(Stored items)
========

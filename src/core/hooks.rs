//! Purpose: Static capability detection for optional per-type JSON hooks.
//! Exports: `JsonHooks`, `ImportHook`, `ExportHook`, `Capabilities`, dispatch helpers.
//! Role: Decides at compile time whether a type patches JSON after generic mapping.
//! Invariants: Types without hooks pay nothing; the capability check is a `const` expression.
//! Invariants: Hook signatures are fixed, so incompatible same-named members never dispatch.
//! Notes: Hooks have no error channel. Import hooks must absorb bad dynamic data themselves
//! and export hooks must always hand back a usable value.

use serde_json::Value;

/// Runs after generic decoding with the full original JSON object.
pub type ImportHook<T> = fn(&mut T, &Value);

/// Runs after generic encoding; returns the value that becomes the final output.
pub type ExportHook<T> = fn(&T, Value) -> Value;

/// Optional import/export hooks for a convertible type.
///
/// Both hooks default to `None`, so opting out is an empty impl (or
/// `json_hooks!(MyType);`). A type opts in by setting the constant to a
/// function with the matching signature:
///
/// ```
/// use jsonhooks::api::{JsonHooks, ImportHook, Value};
///
/// #[derive(serde::Deserialize)]
/// struct Event {
///     kind: String,
///     #[serde(skip)]
///     payload: Option<Value>,
/// }
///
/// impl Event {
///     fn read_payload(&mut self, json: &Value) {
///         self.payload = json.get("payload").cloned();
///     }
/// }
///
/// impl JsonHooks for Event {
///     const IMPORT: Option<ImportHook<Self>> = Some(Event::read_payload);
/// }
/// ```
pub trait JsonHooks: Sized {
    const IMPORT: Option<ImportHook<Self>> = None;
    const EXPORT: Option<ExportHook<Self>> = None;
}

/// Compile-time hook flags for one type.
#[derive(Clone, Copy, Debug, Eq, PartialEq)]
pub struct Capabilities {
    pub import: bool,
    pub export: bool,
}

impl Capabilities {
    pub const fn of<T: JsonHooks>() -> Self {
        Self {
            import: has_import_hook::<T>(),
            export: has_export_hook::<T>(),
        }
    }

    pub const fn is_plain(self) -> bool {
        !self.import && !self.export
    }
}

pub const fn has_import_hook<T: JsonHooks>() -> bool {
    T::IMPORT.is_some()
}

pub const fn has_export_hook<T: JsonHooks>() -> bool {
    T::EXPORT.is_some()
}

/// Returns whether a hook ran.
#[inline]
pub fn call_import_if_present<T: JsonHooks>(target: &mut T, json: &Value) -> bool {
    match T::IMPORT {
        Some(hook) => {
            hook(target, json);
            true
        }
        None => false,
    }
}

#[inline]
pub fn call_export_if_present<T: JsonHooks>(source: &T, json: Value) -> Value {
    match T::EXPORT {
        Some(hook) => hook(source, json),
        None => json,
    }
}

/// Implements [`JsonHooks`](crate::core::hooks::JsonHooks) for a type.
///
/// ```
/// use jsonhooks::json_hooks;
/// use serde_json::Value;
///
/// struct Plain;
/// json_hooks!(Plain);
///
/// struct Tagged { tags: Vec<String> }
/// impl Tagged {
///     fn write_tags(&self, mut json: Value) -> Value {
///         json["tags"] = Value::from(self.tags.clone());
///         json
///     }
/// }
/// json_hooks!(Tagged, export: Tagged::write_tags);
/// ```
///
/// Each hook must coerce to [`ImportHook`](crate::core::hooks::ImportHook) or
/// [`ExportHook`](crate::core::hooks::ExportHook); anything else fails to compile.
#[macro_export]
macro_rules! json_hooks {
    ($ty:ty $(,)?) => {
        impl $crate::core::hooks::JsonHooks for $ty {}
    };
    ($ty:ty, import: $import:expr $(,)?) => {
        impl $crate::core::hooks::JsonHooks for $ty {
            const IMPORT: ::core::option::Option<$crate::core::hooks::ImportHook<Self>> =
                ::core::option::Option::Some($import);
        }
    };
    ($ty:ty, export: $export:expr $(,)?) => {
        impl $crate::core::hooks::JsonHooks for $ty {
            const EXPORT: ::core::option::Option<$crate::core::hooks::ExportHook<Self>> =
                ::core::option::Option::Some($export);
        }
    };
    ($ty:ty, import: $import:expr, export: $export:expr $(,)?) => {
        impl $crate::core::hooks::JsonHooks for $ty {
            const IMPORT: ::core::option::Option<$crate::core::hooks::ImportHook<Self>> =
                ::core::option::Option::Some($import);
            const EXPORT: ::core::option::Option<$crate::core::hooks::ExportHook<Self>> =
                ::core::option::Option::Some($export);
        }
    };
}
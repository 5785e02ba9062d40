// Core modules implementing hook capability detection and error modeling.
pub mod error;
pub mod hooks;
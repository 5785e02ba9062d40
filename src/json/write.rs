//! Purpose: Serialize a finished `Value` to JSON text.
//! Exports: `to_string`.
//! Role: Writer half of the text codec boundary.
//! Invariants: Compact output equals `serde_json::to_string`; pretty equals `to_string_pretty`.
use serde_json::Value;

use crate::api::TextStyle;

pub(crate) fn to_string(value: &Value, style: TextStyle) -> Result<String, serde_json::Error> {
    match style {
        TextStyle::Compact => serde_json::to_string(value),
        TextStyle::Pretty => serde_json::to_string_pretty(value),
    }
}
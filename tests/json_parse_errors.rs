//! Purpose: Regression coverage for parse-failure category mapping.
//! Exports: Integration tests only.
//! Role: Verify stable category labels used in decode error hints.
//! Invariants: Category mapping remains deterministic for representative errors.
//! Invariants: Tests avoid payload leakage; assertions target category/hint text only.
//! Notes: Uses source include to exercise internal helper logic without widening API surface.

#[allow(dead_code)]
#[path = "../src/json/parse.rs"]
mod parse;

use parse::ParseFailureCategory;
use serde_json::Value;

#[test]
fn category_mapping_handles_syntax_and_numeric_errors() {
    let syntax_err = parse::from_str::<Value>(r#"{"a":}"#).unwrap_err();
    assert_eq!(
        parse::categorize_error(&syntax_err),
        ParseFailureCategory::Syntax
    );

    let number_err = parse::from_str::<Value>(r#"{"n":1e400}"#).unwrap_err();
    assert_eq!(
        parse::categorize_error(&number_err),
        ParseFailureCategory::NumericRange
    );
}

#[test]
fn category_mapping_handles_utf8_and_depth() {
    let utf8_err = parse::from_slice::<Value>(b"{\"a\":\"\xff\"}").unwrap_err();
    assert_eq!(
        parse::categorize_error(&utf8_err),
        ParseFailureCategory::Utf8
    );

    let depth = 256usize;
    let mut payload = String::with_capacity(depth * 2 + 1);
    for _ in 0..depth {
        payload.push('[');
    }
    payload.push('0');
    for _ in 0..depth {
        payload.push(']');
    }
    let depth_err = parse::from_str::<Value>(&payload).unwrap_err();
    assert_eq!(
        parse::categorize_error(&depth_err),
        ParseFailureCategory::DepthLimit
    );
}

#[test]
fn truncated_input_is_eof() {
    let err = parse::from_str::<Value>(r#"{"a":"#).unwrap_err();
    assert_eq!(parse::categorize_error(&err), ParseFailureCategory::Eof);
}

#[test]
fn hint_contains_category_and_context() {
    let err = parse::from_str::<Value>(r#"{"n":1e400}"#).unwrap_err();
    let hint = parse::hint_for_error(&err, "test.context");
    assert!(hint.contains("parse category: numeric-range"));
    assert!(hint.contains("context: test.context"));
    assert!(!hint.contains("1e400"));
}

#[test]
fn unknown_category_fallback_is_stable() {
    assert_eq!(
        parse::categorize_message("opaque parser issue"),
        ParseFailureCategory::Unknown
    );
    assert_eq!(ParseFailureCategory::Unknown.label(), "unknown");
}
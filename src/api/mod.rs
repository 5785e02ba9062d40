//! Purpose: Define the stable public Rust API boundary for jsonhooks.
//! Exports: Conversion entry points, options, hook traits, and error types.
//! Role: Public, additive-only surface; hides the internal text codec module.
//! Invariants: This module is the only public path to the conversion orchestrator.
//! Invariants: Internal modules remain private and are not directly exposed.

mod convert;
mod options;

pub use crate::core::error::{Error, ErrorKind};
pub use crate::core::hooks::{Capabilities, ExportHook, ImportHook, JsonHooks};
pub use crate::json::parse::ParseFailureCategory;
pub use convert::{
    ConvertResult, decode_from_slice, decode_from_text, decode_from_value, encode_to_text,
    encode_to_text_with, encode_to_value, from_slice, from_str, from_value,
};
pub use options::{EncodeOptions, TextStyle};
pub use serde_json::Value;
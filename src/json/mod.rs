//! Purpose: Internal JSON text boundary shared by every conversion entry point.
//! Exports: `parse` (text/bytes to `Value`) and `write` (`Value` to text).
//! Role: Single seam for the text codec so the orchestrator never calls serde_json text APIs directly.
//! Invariants: Helpers are pure and deterministic (no hidden global state).

pub(crate) mod parse;
pub(crate) mod write;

========

**TASK STATEMENT:** Would you repeat the lines from the one containing "pub use crate::json::parse::ParseFailureCategory;" through the end of the data, exactly, with nothing before or after them?

**ANSWER FOR THE TASK:**
pub use crate::json::parse::ParseFailureCategory;
pub use convert::{
    ConvertResult, decode_from_slice, decode_from_text, decode_from_value, encode_to_text,
    encode_to_text_with, encode_to_value, from_slice, from_str, from_value,
};
pub use options::{EncodeOptions, TextStyle};
pub use serde_json::Value;
filename src/json/mod.rs
//! Purpose: Internal JSON text boundary shared by every conversion entry point.
//! Exports: `parse` (text/bytes to `Value`) and `write` (`Value` to text).
//! Role: Single seam for the text codec so the orchestrator never calls serde_json text APIs directly.
//! Invariants: Helpers are pure and deterministic (no hidden global state).

pub(crate) mod parse;
pub(crate) mod write;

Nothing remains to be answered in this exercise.